**Records provided**
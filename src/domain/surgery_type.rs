//! The `SurgeryType` value type.

use super::ids::SurgeryTypeId;

/// A category of surgery that participates as a key in the SDST matrix.
#[derive(Debug, Clone, PartialEq, Eq)]
#[cfg_attr(feature = "serde", derive(serde::Serialize, serde::Deserialize))]
pub struct SurgeryType {
    pub id: SurgeryTypeId,
    pub label: String,
}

**Work instruction**
Every line of the data should be output exactly as it was given.

**Written solution**
filename src/domain/surgery_type.rs
//! The `SurgeryType` value type.

use super::ids::SurgeryTypeId;

/// A category of surgery that participates as a key in the SDST matrix.
#[derive(Debug, Clone, PartialEq, Eq)]
#[cfg_attr(feature = "serde", derive(serde::Serialize, serde::Deserialize))]
pub struct SurgeryType {
    pub id: SurgeryTypeId,
    pub label: String,
}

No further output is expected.